Named after OL Canada’s founder, these awards recognize individuals and communities that are doing outstanding work to prevent deaths and injuries at railway crossings and as a result of trespassing on railway property. A single award has traditionally been given out during Rail Safety Week to an exceptional OL partner or volunteer, but last year, we added an additional award for an outstanding community.
As part of Rail Safety Week 2023 (September 18th
), OL is pleased to present the individual 2022 Roger Cyr Award to Phil Breden, and the 2022 Roger Cyr Award for Communities to the town of Wemotaci, Que.
Phil Breden: Volunteering his time to prevent tragedies in British Columbia
Phil Breden joined Operation Lifesaver as a Rail Safety Ambassador in 2018, and is currently the chairperson of OL’s British Columbia Committee. Originally from New Zealand, Phil is a life-long train enthusiast who fell in love with the Canadian Pacific Railway when he moved to Canada—which is one of the reasons he got involved with OL.

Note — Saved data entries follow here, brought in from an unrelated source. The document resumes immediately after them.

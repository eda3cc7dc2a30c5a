//! Indicator Grid Parser
//!
//! 生のグリッド（1行目が期間ラベル、2行目以降が1行1指標）を
//! `NormalizedModel`へ変換します。

use log::debug;

use crate::error::FunnelError;
use crate::normalize::normalize_cell;
use crate::types::{Cell, Indicator, NormalizedModel, Period, SeriesPoint};

/// グリッドを解析して正規化済みモデルを生成
///
/// # 引数
///
/// * `grid` - 最初のシートから取り出した2次元のセル配列
/// * `placeholders` - 欠損として扱うトークン
///
/// # 戻り値
///
/// * `Ok(NormalizedModel)` - 解析結果
/// * `Err(FunnelError::EmptySource)` - ヘッダー行が存在しない場合
///
/// # 行の扱い
///
/// - 1行目の2列目以降が期間ラベルになります（1列目は指標名の列）
/// - セルが2つ未満の行はスキップされます（エラーにはなりません）
/// - 値セルが期間ラベルより多い場合、超過分の期間は`None`になります
pub(crate) fn parse_indicator_grid(
    grid: &[Vec<Cell>],
    placeholders: &[String],
) -> Result<NormalizedModel, FunnelError> {
    let header = grid
        .first()
        .ok_or_else(|| FunnelError::EmptySource("grid has no header row".to_string()))?;

    let periods: Vec<Period> = header
        .iter()
        .skip(1)
        .map(|cell| Period::new(cell.to_label()))
        .collect();

    let mut indicators = Vec::new();
    let mut skipped = 0usize;

    for row in &grid[1..] {
        if row.len() < 2 {
            skipped += 1;
            continue;
        }

        let series = row[1..]
            .iter()
            .enumerate()
            .map(|(idx, cell)| SeriesPoint {
                period: periods.get(idx).cloned(),
                value: normalize_cell(cell, placeholders),
            })
            .collect();

        indicators.push(Indicator {
            name: row[0].to_label(),
            series,
        });
    }

    debug!(
        "parsed {} periods, {} indicators ({} short rows skipped)",
        periods.len(),
        indicators.len(),
        skipped
    );

    Ok(NormalizedModel {
        periods,
        indicators,
    })
}

#[cfg(test)]
mod tests {
    use super::*;
    use crate::normalize::DEFAULT_PLACEHOLDERS;
    use crate::types::NormalizedValue;

    fn defaults() -> Vec<String> {
        DEFAULT_PLACEHOLDERS.iter().map(|s| s.to_string()).collect()
    }

    fn text_grid(rows: &[&[&str]]) -> Vec<Vec<Cell>> {
        rows.iter()
            .map(|row| row.iter().map(|s| Cell::from(*s)).collect())
            .collect()
    }

    #[test]
    fn test_scenario_grid() {
        let grid = text_grid(&[&["", "P1", "P2"], &["A", "10", "20"], &["B", "5%", "/"]]);
        let model = parse_indicator_grid(&grid, &defaults()).unwrap();

        assert_eq!(model.periods, vec![Period::from("P1"), Period::from("P2")]);
        assert_eq!(model.indicators.len(), 2);

        let a = &model.indicators[0];
        assert_eq!(a.name, "A");
        assert_eq!(a.series[0].period, Some(Period::from("P1")));
        assert_eq!(a.series[0].value, NormalizedValue::Number(10.0));
        assert_eq!(a.series[1].value, NormalizedValue::Number(20.0));

        let b = &model.indicators[1];
        assert_eq!(b.name, "B");
        assert_eq!(b.series[0].value, NormalizedValue::Number(0.05));
        assert_eq!(b.series[1].period, Some(Period::from("P2")));
        assert_eq!(b.series[1].value, NormalizedValue::Missing);
    }

    #[test]
    fn test_empty_grid_is_error() {
        let result = parse_indicator_grid(&[], &defaults());
        assert!(matches!(result, Err(FunnelError::EmptySource(_))));
    }

    #[test]
    fn test_header_only() {
        let grid = text_grid(&[&["", "P1"]]);
        let model = parse_indicator_grid(&grid, &defaults()).unwrap();
        assert_eq!(model.periods.len(), 1);
        assert!(model.indicators.is_empty());
    }

    #[test]
    fn test_empty_header_row_has_no_periods() {
        let grid = vec![vec![], vec![Cell::from("A"), Cell::from("1")]];
        let model = parse_indicator_grid(&grid, &defaults()).unwrap();
        assert!(model.periods.is_empty());
        assert_eq!(model.indicators[0].series[0].period, None);
    }

    #[test]
    fn test_short_rows_are_skipped() {
        let grid = vec![
            vec![Cell::Empty, Cell::from("P1")],
            vec![],
            vec![Cell::from("OnlyName")],
            vec![Cell::from("A"), Cell::Number(3.0)],
        ];
        let model = parse_indicator_grid(&grid, &defaults()).unwrap();
        assert_eq!(model.indicators.len(), 1);
        assert_eq!(model.indicators[0].name, "A");
    }

    #[test]
    fn test_excess_values_have_no_period() {
        let grid = text_grid(&[&["", "P1"], &["A", "1", "2", "3"]]);
        let model = parse_indicator_grid(&grid, &defaults()).unwrap();
        let series = &model.indicators[0].series;

        assert_eq!(series.len(), 3);
        assert_eq!(series[0].period, Some(Period::from("P1")));
        assert_eq!(series[1].period, None);
        assert_eq!(series[2].period, None);
        assert_eq!(series[2].value, NormalizedValue::Number(3.0));
    }

    #[test]
    fn test_series_is_not_padded_to_periods() {
        let grid = text_grid(&[&["", "P1", "P2", "P3"], &["A", "1"]]);
        let model = parse_indicator_grid(&grid, &defaults()).unwrap();
        assert_eq!(model.indicators[0].series.len(), 1);
    }

    #[test]
    fn test_numeric_labels_and_names() {
        let grid = vec![
            vec![Cell::Empty, Cell::Number(2024.0), Cell::from("P2")],
            vec![Cell::Number(7.0), Cell::Number(1.5), Cell::Empty],
        ];
        let model = parse_indicator_grid(&grid, &defaults()).unwrap();

        assert_eq!(model.periods[0], Period::from("2024"));
        assert_eq!(model.indicators[0].name, "7");
        assert_eq!(model.indicators[0].series[1].value, NormalizedValue::Missing);
    }

    #[test]
    fn test_duplicate_names_are_kept() {
        let grid = text_grid(&[&["", "P1"], &["A", "1"], &["A", "2"]]);
        let model = parse_indicator_grid(&grid, &defaults()).unwrap();
        assert_eq!(model.indicators.len(), 2);
    }

    mod property_tests {
        use super::*;
        use proptest::prelude::*;

        fn cell_strategy() -> impl Strategy<Value = Cell> {
            prop_oneof![
                Just(Cell::Empty),
                (-1.0e6f64..1.0e6f64).prop_map(Cell::Number),
                "[ -/%0-9a-z]{0,6}".prop_map(Cell::Text),
            ]
        }

        fn grid_strategy() -> impl Strategy<Value = Vec<Vec<Cell>>> {
            prop::collection::vec(prop::collection::vec(cell_strategy(), 0..8), 1..12)
        }

        proptest! {
            #[test]
            fn test_period_count_matches_header(grid in grid_strategy()) {
                let model = parse_indicator_grid(&grid, &defaults()).unwrap();
                prop_assert_eq!(model.periods.len(), grid[0].len().saturating_sub(1));
            }

            #[test]
            fn test_only_rows_with_two_cells_are_kept(grid in grid_strategy()) {
                let model = parse_indicator_grid(&grid, &defaults()).unwrap();
                let kept: Vec<&Vec<Cell>> = grid[1..].iter().filter(|row| row.len() >= 2).collect();

                prop_assert_eq!(model.indicators.len(), kept.len());
                for (indicator, row) in model.indicators.iter().zip(kept) {
                    prop_assert_eq!(indicator.series.len(), row.len() - 1);
                }
            }

            #[test]
            fn test_numeric_rows_round_trip(values in prop::collection::vec(-1.0e9f64..1.0e9f64, 1..10)) {
                let mut header = vec![Cell::Empty];
                header.extend((0..values.len()).map(|i| Cell::from(format!("P{}", i))));
                let mut row = vec![Cell::from("Metric")];
                row.extend(values.iter().map(|v| Cell::from(v.to_string())));

                let model = parse_indicator_grid(&[header, row], &defaults()).unwrap();
                let series = &model.indicators[0].series;
                for (point, expected) in series.iter().zip(&values) {
                    let actual = point.value.as_number().unwrap();
                    prop_assert!((actual - expected).abs() <= 1e-9 * expected.abs().max(1.0));
                }
            }
        }
    }
}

“Because of my love of trains, I don't want people to get hurt,” he explains. ”Also, as a railfan, you're going out and photographing trains, videoing trains, and you’ve got to make sure that people are not getting too close to the railway tracks.”
One of Breden’s favorite things about being a Rail Safety Ambassador is working with children.
“They're the next generation, and a lot of them aren’t taught about the dangers of trains by their parents—because maybe their parents aren’t aware either,” says Breden. “I hope that people listen and understand the rail safety message and realize the dangers. Especially kids that are out playing.”
Wemotaci: Working at the community level to stop track tragedies
The Atikamekw community of Wemotaci, Que., located 200 kms north of Montreal, is one that’s experienced a rail tragedy first-hand. In September 2018, an 8-year-old boy from the community was killed when he and some friends were playing on a railway bridge and a train suddenly came along the tracks. The other children were able to get off the bridge in time; the boy was not.
Since that tragedy, Wemotaci has taken steps to ensure that community members of all ages understand the risks associated with tracks and trains. Wemotaci has partnered with OL to launch rail safety prevention initiatives in the community, and has brought Rail Safety Ambassadors to deliver presentations to two schools during Rail Safety Week in recent years.
“The Wemotaci Police Service has made strong efforts to educate the Atikamekw community about the importance of rail safety. With this increase in education, we have seen significant positive shifts and we are very grateful to the Wemotaci Police Service and to the entire Atikamekw community for their activism. CN is proud to call them a true partner in rail safety,” says Stephen Covey, CN Chief of Police and Chief Security Officer.
Operation Lifesaver wishes to extend its congratulations and thanks to both the community of Wemotaci and to Phil Breden for their outstanding efforts in promoting rail safety. We look forward to awarding them their Roger Cyr Awards this fall.